Type host: Talpa europaea Linnaeus, 1758, European mole.

Other hosts: None reported to date.

Type locality: EUROPE: England, Avon, 1.0 km E of the town of Frenchay.

Geographic distribution: EUROPE: England.

Description of oocyst: Oocyst shape: ellipsoid to sub-ellipsoid ; number of walls: 2; wall thickness: ~1.0; wall characteristics: outer mammillated, ~2/3 of total thickness and gives a striated appearance in optical cross section; inner, transparent; L x W: 17.1 x 11.4 (13-21 x 8-14); L/W ratio: 1.5 (1.25-2.1); M: absent; OR: absent; PG: absent.
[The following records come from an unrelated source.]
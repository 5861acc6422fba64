//! TIFF header and IFD parsing.
//!
//! # TIFF Header Structure
//!
//! ## Classic TIFF (8 bytes)
//! ```text
//! Bytes 0-1: Byte order ("II" little-endian, "MM" big-endian)
//! Bytes 2-3: Version (42)
//! Bytes 4-7: Offset to first IFD
//! ```
//!
//! ## BigTIFF (16 bytes)
//! ```text
//! Bytes 0-1: Byte order
//! Bytes 2-3: Version (43)
//! Bytes 4-5: Offset byte size (must be 8)
//! Bytes 6-7: Reserved
//! Bytes 8-15: Offset to first IFD
//! ```

use crate::error::TiffError;

use super::tags::{FieldType, TiffTag};

// =============================================================================
// Constants
// =============================================================================

const BYTE_ORDER_LITTLE_ENDIAN: u16 = 0x4949;
const BYTE_ORDER_BIG_ENDIAN: u16 = 0x4D4D;
const VERSION_TIFF: u16 = 42;
const VERSION_BIGTIFF: u16 = 43;

/// Size of classic TIFF header in bytes
pub const TIFF_HEADER_SIZE: usize = 8;

/// Size of BigTIFF header in bytes
pub const BIGTIFF_HEADER_SIZE: usize = 16;

// =============================================================================
// ByteOrder
// =============================================================================

/// Byte order (endianness) of a TIFF file.
#[derive(Debug, Clone, Copy, PartialEq, Eq)]
pub enum ByteOrder {
    LittleEndian,
    BigEndian,
}

impl ByteOrder {
    /// Read a u16 from the first 2 bytes of a slice.
    ///
    /// # Panics
    /// Panics if the slice has fewer than 2 bytes.
    #[inline]
    pub fn read_u16(self, bytes: &[u8]) -> u16 {
        let raw = [bytes[0], bytes[1]];
        match self {
            ByteOrder::LittleEndian => u16::from_le_bytes(raw),
            ByteOrder::BigEndian => u16::from_be_bytes(raw),
        }
    }

    /// Read a u32 from the first 4 bytes of a slice.
    ///
    /// # Panics
    /// Panics if the slice has fewer than 4 bytes.
    #[inline]
    pub fn read_u32(self, bytes: &[u8]) -> u32 {
        let raw = [bytes[0], bytes[1], bytes[2], bytes[3]];
        match self {
            ByteOrder::LittleEndian => u32::from_le_bytes(raw),
            ByteOrder::BigEndian => u32::from_be_bytes(raw),
        }
    }

    /// Read a u64 from the first 8 bytes of a slice.
    ///
    /// # Panics
    /// Panics if the slice has fewer than 8 bytes.
    #[inline]
    pub fn read_u64(self, bytes: &[u8]) -> u64 {
        let mut raw = [0u8; 8];
        raw.copy_from_slice(&bytes[..8]);
        match self {
            ByteOrder::LittleEndian => u64::from_le_bytes(raw),
            ByteOrder::BigEndian => u64::from_be_bytes(raw),
        }
    }
}

// =============================================================================
// TiffHeader
// =============================================================================

/// Parsed TIFF file header.
#[derive(Debug, Clone, Copy, PartialEq, Eq)]
pub struct TiffHeader {
    pub byte_order: ByteOrder,

    /// Whether this is a BigTIFF file (64-bit offsets)
    pub is_bigtiff: bool,

    pub first_ifd_offset: u64,
}

impl TiffHeader {
    /// Parse a TIFF header from raw bytes.
    ///
    /// `bytes` must hold at least 8 bytes (16 for BigTIFF); `file_size` is
    /// used to reject a first IFD offset that points past the end of the file.
    pub fn parse(bytes: &[u8], file_size: u64) -> Result<Self, TiffError> {
        if bytes.len() < TIFF_HEADER_SIZE {
            return Err(TiffError::FileTooSmall {
                required: TIFF_HEADER_SIZE as u64,
                actual: bytes.len() as u64,
            });
        }

        let magic = u16::from_le_bytes([bytes[0], bytes[1]]);
        let byte_order = match magic {
            BYTE_ORDER_LITTLE_ENDIAN => ByteOrder::LittleEndian,
            BYTE_ORDER_BIG_ENDIAN => ByteOrder::BigEndian,
            _ => return Err(TiffError::InvalidMagic(magic)),
        };

        let (is_bigtiff, first_ifd_offset) = match byte_order.read_u16(&bytes[2..4]) {
            VERSION_TIFF => (false, byte_order.read_u32(&bytes[4..8]) as u64),
            VERSION_BIGTIFF => {
                if bytes.len() < BIGTIFF_HEADER_SIZE {
                    return Err(TiffError::FileTooSmall {
                        required: BIGTIFF_HEADER_SIZE as u64,
                        actual: bytes.len() as u64,
                    });
                }
                let offset_size = byte_order.read_u16(&bytes[4..6]);
                if offset_size != 8 {
                    return Err(TiffError::InvalidBigTiffOffsetSize(offset_size));
                }
                (true, byte_order.read_u64(&bytes[8..16]))
            }
            version => return Err(TiffError::InvalidVersion(version)),
        };

        if first_ifd_offset >= file_size {
            return Err(TiffError::InvalidIfdOffset(first_ifd_offset));
        }

        Ok(TiffHeader {
            byte_order,
            is_bigtiff,
            first_ifd_offset,
        })
    }

    /// Size of an IFD entry: 12 bytes (classic) or 20 bytes (BigTIFF).
    #[inline]
    pub const fn ifd_entry_size(&self) -> usize {
        if self.is_bigtiff {
            20
        } else {
            12
        }
    }

    /// Size of the entry count field at the start of an IFD.
    #[inline]
    pub const fn ifd_count_size(&self) -> usize {
        if self.is_bigtiff {
            8
        } else {
            2
        }
    }

    /// Size of the value/offset field in an entry (and of the next-IFD pointer).
    #[inline]
    pub const fn value_offset_size(&self) -> usize {
        if self.is_bigtiff {
            8
        } else {
            4
        }
    }

    /// Read the entry count from the bytes at the start of an IFD.
    pub fn read_entry_count(&self, bytes: &[u8]) -> u64 {
        if self.is_bigtiff {
            self.byte_order.read_u64(bytes)
        } else {
            self.byte_order.read_u16(bytes) as u64
        }
    }
}

// =============================================================================
// IfdEntry
// =============================================================================

/// A single entry of an Image File Directory.
#[derive(Debug, Clone, PartialEq, Eq)]
pub struct IfdEntry {
    pub tag: u16,

    /// Parsed field type, `None` for types this reader doesn't know
    pub field_type: Option<FieldType>,

    pub field_type_raw: u16,

    /// Number of values (not bytes)
    pub count: u64,

    /// Raw value/offset field (4 or 8 bytes)
    pub value_offset_bytes: Vec<u8>,

    /// Whether the value fits inside `value_offset_bytes`
    pub is_inline: bool,
}

impl IfdEntry {
    /// Total size of the value in bytes.
    pub fn value_byte_size(&self) -> Option<u64> {
        self.field_type
            .map(|ft| ft.size_in_bytes() as u64 * self.count)
    }

    /// Offset of the value in the file (only meaningful when not inline).
    pub fn value_offset(&self, byte_order: ByteOrder) -> u64 {
        if self.value_offset_bytes.len() == 8 {
            byte_order.read_u64(&self.value_offset_bytes)
        } else {
            byte_order.read_u32(&self.value_offset_bytes) as u64
        }
    }

    /// First value as an integer, if stored inline.
    pub fn inline_u64(&self, byte_order: ByteOrder) -> Option<u64> {
        if !self.is_inline || self.count == 0 {
            return None;
        }
        match self.field_type? {
            FieldType::Byte => Some(self.value_offset_bytes[0] as u64),
            FieldType::Short => Some(byte_order.read_u16(&self.value_offset_bytes) as u64),
            FieldType::Long => Some(byte_order.read_u32(&self.value_offset_bytes) as u64),
            FieldType::Long8 => Some(byte_order.read_u64(&self.value_offset_bytes)),
            _ => None,
        }
    }

    /// First value as a u32, if stored inline and representable.
    pub fn inline_u32(&self, byte_order: ByteOrder) -> Option<u32> {
        self.inline_u64(byte_order)
            .and_then(|v| u32::try_from(v).ok())
    }
}

// =============================================================================
// Ifd
// =============================================================================

/// A parsed Image File Directory.
#[derive(Debug, Clone, PartialEq, Eq)]
pub struct Ifd {
    pub entries: Vec<IfdEntry>,

    /// Offset of the next IFD (0 terminates the chain)
    pub next_ifd_offset: u64,
}

impl Ifd {
    /// Number of bytes an IFD with `entry_count` entries occupies.
    pub fn calculate_size(entry_count: u64, header: &TiffHeader) -> usize {
        header.ifd_count_size()
            + entry_count as usize * header.ifd_entry_size()
            + header.value_offset_size()
    }

    /// Parse an IFD from its raw bytes (count + entries + next offset).
    pub fn parse(bytes: &[u8], header: &TiffHeader) -> Result<Self, TiffError> {
        let byte_order = header.byte_order;
        let count_size = header.ifd_count_size();
        let entry_size = header.ifd_entry_size();
        let value_size = header.value_offset_size();

        if bytes.len() < count_size {
            return Err(TiffError::FileTooSmall {
                required: count_size as u64,
                actual: bytes.len() as u64,
            });
        }

        let entry_count = header.read_entry_count(bytes);
        let required = Self::calculate_size(entry_count, header);
        if bytes.len() < required {
            return Err(TiffError::FileTooSmall {
                required: required as u64,
                actual: bytes.len() as u64,
            });
        }

        let mut entries = Vec::with_capacity(entry_count as usize);
        for i in 0..entry_count as usize {
            let start = count_size + i * entry_size;
            let raw = &bytes[start..start + entry_size];

            let tag = byte_order.read_u16(&raw[0..2]);
            let field_type_raw = byte_order.read_u16(&raw[2..4]);
            let field_type = FieldType::from_u16(field_type_raw);
            let (count, value_start) = if header.is_bigtiff {
                (byte_order.read_u64(&raw[4..12]), 12)
            } else {
                (byte_order.read_u32(&raw[4..8]) as u64, 8)
            };
            let value_offset_bytes = raw[value_start..value_start + value_size].to_vec();

            let is_inline = field_type
                .map(|ft| ft.size_in_bytes() as u64 * count <= value_size as u64)
                .unwrap_or(false);

            entries.push(IfdEntry {
                tag,
                field_type,
                field_type_raw,
                count,
                value_offset_bytes,
                is_inline,
            });
        }

        let next_start = count_size + entry_count as usize * entry_size;
        let next_ifd_offset = if header.is_bigtiff {
            byte_order.read_u64(&bytes[next_start..])
        } else {
            byte_order.read_u32(&bytes[next_start..]) as u64
        };

        Ok(Ifd {
            entries,
            next_ifd_offset,
        })
    }

    pub fn get_entry_by_tag(&self, tag: TiffTag) -> Option<&IfdEntry> {
        self.entries.iter().find(|e| e.tag == tag.as_u16())
    }

    pub fn has_tag(&self, tag: TiffTag) -> bool {
        self.get_entry_by_tag(tag).is_some()
    }

    /// Inline u32 value of a tag, if present.
    pub fn get_u32(&self, tag: TiffTag, byte_order: ByteOrder) -> Option<u32> {
        self.get_entry_by_tag(tag)?.inline_u32(byte_order)
    }

    pub fn image_width(&self, byte_order: ByteOrder) -> Option<u32> {
        self.get_u32(TiffTag::ImageWidth, byte_order)
    }

    pub fn image_height(&self, byte_order: ByteOrder) -> Option<u32> {
        self.get_u32(TiffTag::ImageLength, byte_order)
    }

    pub fn tile_width(&self, byte_order: ByteOrder) -> Option<u32> {
        self.get_u32(TiffTag::TileWidth, byte_order)
    }

    pub fn tile_height(&self, byte_order: ByteOrder) -> Option<u32> {
        self.get_u32(TiffTag::TileLength, byte_order)
    }

    pub fn compression(&self, byte_order: ByteOrder) -> Option<u16> {
        self.get_u32(TiffTag::Compression, byte_order)
            .map(|v| v as u16)
    }
}

// =============================================================================
// Tests
// =============================================================================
Distinctive features of oocyst: rough outer wall and striated appearance in optical cross section.

Description of sporocysts and sporozoites: Sporocyst shape: elongate-ellipsoid, tapering toward both ends; L x W: 11.9 x 5.9 (9-16 x 4-8); L/W ratio: 1.95 (1.3-2.6); SB: present; SSB: present, about same width as SB and best seen with bright field otpics; PSB: absent; SR: present; SR characteristics: many small globules forming a spheroid body or of several large globules; SP: SP and RB not mentioned in the original description. Distinctive features of sporocyst: pointed at both ends and large size of SR.

Prevalence: 27/33 (82%).

Sporulation: Oocysts were sporulated when returned to the laboratory from the field.

Prepatent and patent periods: Unknown.

Site of infection: Unknown. Oocysts recovered from feces and intestinal contents.

Materials deposited: Skin, skull, skeleton and tissues of the symbiotype host are preserved in the Mammal Division of the Museum of SW Biology, UNM: MSB No. 48363(female), T.L. Yates #1102, 22 August, 1982. Photosyntypes in the USNPC No. 85995.

Remarks: Oocysts of this species are similar in size to those of I. talpae, also from the European mole from Italy (Agostinucci, 1955). They differ, however, by lacking a M, by having a mammillated outer oocyst wall, by possessing a SSB, and by having sporocysts that taper to a point opposite the SB.

References: Agostinucci (1955); Duszynski and Wattam (1988).